There are several types of student loan scams. Some occur when you are initially borrowing a student loan. Others occur when you are repaying your student loans. Often, student loan scams charge a fee to obtain a student loan, consolidate or refinance federal and/or private student loans, reduce the monthly loan payment, reduce the interest rate, apply for loan forgiveness, end wage garnishment or get student loans out of default.
Such services are available for free on the federal government’s www.StudentLoans.gov web site. They are easy to do on your own, without paid assistance.
Beware of these six warning signs of a student loan scam:
- Borrowers must pay a fee for student loan help. If you have to pay money to get money, it’s probably a scam. Most scams are run for profit, so charging a fee is a sign of a scam.
- Advance-fee loan scams. It is illegal for debt relief and credit repair services to charge a fee before providing assistance. If they charge an up-front fee, they are violating federal law, such as the Credit Repair Organizations Act of 1996 (CROA), as well as many state laws. Also, federal and private student loans do not require borrowers to pay a fee before obtaining a loan.

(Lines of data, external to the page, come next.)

//! Typed CodePipeline lifecycle events and the kind classifier.

use chrono::{DateTime, Utc};
use serde::{Deserialize, Deserializer};
use serde_json::{Number, Value};

pub const PIPELINE_EXECUTION_DETAIL_TYPE: &str = "CodePipeline Pipeline Execution State Change";
pub const STAGE_EXECUTION_DETAIL_TYPE: &str = "CodePipeline Stage Execution State Change";
pub const ACTION_EXECUTION_DETAIL_TYPE: &str = "CodePipeline Action Execution State Change";

#[derive(Debug, Clone, Copy, PartialEq, Eq, Hash)]
/// Level of a lifecycle event within a pipeline execution.
pub enum EventKind {
    Pipeline,
    Stage,
    Action,
}

impl EventKind {
    pub fn as_str(self) -> &'static str {
        match self {
            Self::Pipeline => "pipeline",
            Self::Stage => "stage",
            Self::Action => "action",
        }
    }

    /// EventBridge `detail-type` value that carries this kind.
    pub fn detail_type(self) -> &'static str {
        match self {
            Self::Pipeline => PIPELINE_EXECUTION_DETAIL_TYPE,
            Self::Stage => STAGE_EXECUTION_DETAIL_TYPE,
            Self::Action => ACTION_EXECUTION_DETAIL_TYPE,
        }
    }

    pub fn from_detail_type(detail_type: &str) -> Option<Self> {
        match detail_type {
            PIPELINE_EXECUTION_DETAIL_TYPE => Some(Self::Pipeline),
            STAGE_EXECUTION_DETAIL_TYPE => Some(Self::Stage),
            ACTION_EXECUTION_DETAIL_TYPE => Some(Self::Action),
            _ => None,
        }
    }
}

impl std::fmt::Display for EventKind {
    fn fmt(&self, f: &mut std::fmt::Formatter<'_>) -> std::fmt::Result {
        f.write_str(self.as_str())
    }
}

#[derive(Debug, Clone, Copy, PartialEq, Eq, Hash)]
/// Union of every state name used across pipeline, stage and action events.
///
/// Presentation keys colors and phrases off this type so that the same literal
/// state renders identically at every level.
pub enum ExecutionStatus {
    Started,
    Succeeded,
    Resumed,
    Failed,
    Canceled,
    Superseded,
}

impl ExecutionStatus {
    pub fn as_str(self) -> &'static str {
        match self {
            Self::Started => "STARTED",
            Self::Succeeded => "SUCCEEDED",
            Self::Resumed => "RESUMED",
            Self::Failed => "FAILED",
            Self::Canceled => "CANCELED",
            Self::Superseded => "SUPERSEDED",
        }
    }

    pub fn parse(value: &str) -> Option<Self> {
        match value {
            "STARTED" => Some(Self::Started),
            "SUCCEEDED" => Some(Self::Succeeded),
            "RESUMED" => Some(Self::Resumed),
            "FAILED" => Some(Self::Failed),
            "CANCELED" => Some(Self::Canceled),
            "SUPERSEDED" => Some(Self::Superseded),
            _ => None,
        }
    }
}

impl std::fmt::Display for ExecutionStatus {
    fn fmt(&self, f: &mut std::fmt::Formatter<'_>) -> std::fmt::Result {
        f.write_str(self.as_str())
    }
}

#[derive(Debug, Clone, Copy, PartialEq, Eq)]
pub enum PipelineState {
    Started,
    Succeeded,
    Resumed,
    Failed,
    Canceled,
    Superseded,
}

impl PipelineState {
    pub fn parse(value: &str) -> Option<Self> {
        match ExecutionStatus::parse(value)? {
            ExecutionStatus::Started => Some(Self::Started),
            ExecutionStatus::Succeeded => Some(Self::Succeeded),
            ExecutionStatus::Resumed => Some(Self::Resumed),
            ExecutionStatus::Failed => Some(Self::Failed),
            ExecutionStatus::Canceled => Some(Self::Canceled),
            ExecutionStatus::Superseded => Some(Self::Superseded),
        }
    }

    pub fn status(self) -> ExecutionStatus {
        match self {
            Self::Started => ExecutionStatus::Started,
            Self::Succeeded => ExecutionStatus::Succeeded,
            Self::Resumed => ExecutionStatus::Resumed,
            Self::Failed => ExecutionStatus::Failed,
            Self::Canceled => ExecutionStatus::Canceled,
            Self::Superseded => ExecutionStatus::Superseded,
        }
    }
}

#[derive(Debug, Clone, Copy, PartialEq, Eq)]
pub enum StageState {
    Started,
    Succeeded,
    Resumed,
    Failed,
    Canceled,
}

impl StageState {
    /// Stages are never superseded; that value is rejected here.
    pub fn parse(value: &str) -> Option<Self> {
        match ExecutionStatus::parse(value)? {
            ExecutionStatus::Started => Some(Self::Started),
            ExecutionStatus::Succeeded => Some(Self::Succeeded),
            ExecutionStatus::Resumed => Some(Self::Resumed),
            ExecutionStatus::Failed => Some(Self::Failed),
            ExecutionStatus::Canceled => Some(Self::Canceled),
            ExecutionStatus::Superseded => None,
        }
    }

    pub fn status(self) -> ExecutionStatus {
        match self {
            Self::Started => ExecutionStatus::Started,
            Self::Succeeded => ExecutionStatus::Succeeded,
            Self::Resumed => ExecutionStatus::Resumed,
            Self::Failed => ExecutionStatus::Failed,
            Self::Canceled => ExecutionStatus::Canceled,
        }
    }
}

#[derive(Debug, Clone, Copy, PartialEq, Eq)]
pub enum ActionState {
    Started,
    Succeeded,
    Failed,
    Canceled,
}

impl ActionState {
    pub fn parse(value: &str) -> Option<Self> {
        match ExecutionStatus::parse(value)? {
            ExecutionStatus::Started => Some(Self::Started),
            ExecutionStatus::Succeeded => Some(Self::Succeeded),
            ExecutionStatus::Failed => Some(Self::Failed),
            ExecutionStatus::Canceled => Some(Self::Canceled),
            ExecutionStatus::Resumed | ExecutionStatus::Superseded => None,
        }
    }

    pub fn status(self) -> ExecutionStatus {
        match self {
            Self::Started => ExecutionStatus::Started,
            Self::Succeeded => ExecutionStatus::Succeeded,
            Self::Failed => ExecutionStatus::Failed,
            Self::Canceled => ExecutionStatus::Canceled,
        }
    }
}

#[derive(Debug, Clone, Default, PartialEq, Eq, Deserialize)]
/// EventBridge envelope metadata. Carried for logging, never rendered.
///
/// Every field decodes leniently: a malformed value degrades to its default
/// instead of rejecting an event whose `detail` is valid.
pub struct EventEnvelope {
    #[serde(default, deserialize_with = "lenient_string")]
    pub version: String,
    #[serde(default, deserialize_with = "lenient_string")]
    pub id: String,
    #[serde(default, deserialize_with = "lenient_string")]
    pub source: String,
    #[serde(default, deserialize_with = "lenient_string")]
    pub account: String,
    #[serde(default, deserialize_with = "lenient_timestamp")]
    pub time: Option<DateTime<Utc>>,
    #[serde(default, deserialize_with = "lenient_string")]
    pub region: String,
    #[serde(default, deserialize_with = "lenient_string_list")]
    pub resources: Vec<String>,
}

fn lenient_string<'de, D>(deserializer: D) -> Result<String, D::Error>
where
    D: Deserializer<'de>,
{
    Ok(match Value::deserialize(deserializer)? {
        Value::String(value) => value,
        Value::Number(value) => value.to_string(),
        Value::Bool(value) => value.to_string(),
        _ => String::new(),
    })
}

fn lenient_timestamp<'de, D>(deserializer: D) -> Result<Option<DateTime<Utc>>, D::Error>
where
    D: Deserializer<'de>,
{
    let Value::String(raw) = Value::deserialize(deserializer)? else {
        return Ok(None);
    };
    Ok(DateTime::parse_from_rfc3339(raw.trim())
        .ok()
        .map(|time| time.with_timezone(&Utc)))
}

fn lenient_string_list<'de, D>(deserializer: D) -> Result<Vec<String>, D::Error>
where
    D: Deserializer<'de>,
{
    let Value::Array(values) = Value::deserialize(deserializer)? else {
        return Ok(Vec::new());
    };
    Ok(values
        .into_iter()
        .filter_map(|value| match value {
            Value::String(value) => Some(value),
            _ => None,
        })
        .collect())
}

#[derive(Debug, Clone, PartialEq, Eq)]
pub struct PipelineExecutionEvent {
    pub envelope: EventEnvelope,
    pub pipeline: String,
    pub version: Number,
    pub execution_id: String,
    pub state: PipelineState,
}

#[derive(Debug, Clone, PartialEq, Eq)]
pub struct StageExecutionEvent {
    pub envelope: EventEnvelope,
    pub pipeline: String,
    pub version: Number,
    pub execution_id: String,
    pub stage: String,
    pub state: StageState,
}

#[derive(Debug, Clone, PartialEq, Eq, Deserialize)]
/// Provider descriptor attached to action events (`detail.type`).
pub struct ActionTypeDescriptor {
    #[serde(default)]
    pub owner: String,
    #[serde(default)]
    pub category: String,
    #[serde(default)]
    pub provider: String,
    #[serde(default)]
    pub version: Option<Number>,
}

#[derive(Debug, Clone, PartialEq, Eq)]
pub struct ActionExecutionEvent {
    pub envelope: EventEnvelope,
    pub pipeline: String,
    pub version: Number,
    pub execution_id: String,
    pub stage: String,
    pub action: String,
    pub state: ActionState,
    pub action_type: Option<ActionTypeDescriptor>,
}

#[derive(Debug, Clone, PartialEq, Eq)]
/// A single CodePipeline state change, consumed once by the dispatcher.
pub enum LifecycleEvent {
    Pipeline(PipelineExecutionEvent),
    Stage(StageExecutionEvent),
    Action(ActionExecutionEvent),
}

impl LifecycleEvent {
    pub fn kind(&self) -> EventKind {
        classify(self)
    }

    /// Correlates every event emitted for one pipeline run.
    pub fn execution_id(&self) -> &str {
        match self {
            Self::Pipeline(event) => &event.execution_id,
            Self::Stage(event) => &event.execution_id,
            Self::Action(event) => &event.execution_id,
        }
    }

    pub fn pipeline(&self) -> &str {
        match self {
            Self::Pipeline(event) => &event.pipeline,
            Self::Stage(event) => &event.pipeline,
            Self::Action(event) => &event.pipeline,
        }
    }

    pub fn envelope(&self) -> &EventEnvelope {
        match self {
            Self::Pipeline(event) => &event.envelope,
            Self::Stage(event) => &event.envelope,
            Self::Action(event) => &event.envelope,
        }
    }

    pub fn status(&self) -> ExecutionStatus {
        match self {
            Self::Pipeline(event) => event.state.status(),
            Self::Stage(event) => event.state.status(),
            Self::Action(event) => event.state.status(),
        }
    }
}

/// Returns the level of `event`.
pub fn classify(event: &LifecycleEvent) -> EventKind {
    match event {
        LifecycleEvent::Pipeline(_) => EventKind::Pipeline,
        LifecycleEvent::Stage(_) => EventKind::Stage,
        LifecycleEvent::Action(_) => EventKind::Action,
    }
}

Instead, the origination fees, default/guarantee fees and other loan fees are deducted from the disbursements.
- Charges monthly fees. Help obtaining or repaying student loans usually involves a one-time event, so there is no legitimate justification for charging a recurring fee. Often, student loan scams fail to adequately disclose that the fees are charged every month. If the service asks you to send your monthly student loan payment to them, the money might not ever be paid to the lender or might be paid late, ruining your credit. Be wary if a loan assistance company asks for your bank account information or your credit card number.
- Asks for your FSA ID. The FSA ID is an electronic signature, used to apply for financial aid and sign loan promissory notes. Never give anyone your FSA ID, no more than you would give them a blank check. Also, never sign a power of attorney for your student loans. Another red flag is if a company asks for your Social Security Number and date of birth, since they can use this information to apply for a FSA ID. Your name, Social Security Number and date of birth are all someone needs to steal your identity.
- False claims of affiliation with the U.S. Department of Education or the federal government’s Direct Loan program. Some companies have falsely claimed that they are the only source of financial relief for struggling student loan borrowers or that they are providing assistance to get a tax write-off. Beware of any company that discourages you from using official government web sites or other sources of information and advice.
- Company names and logos that seem official. Common examples include the words "federal,” “direct” and “national” in the company name or use a tree or an eagle in the logo.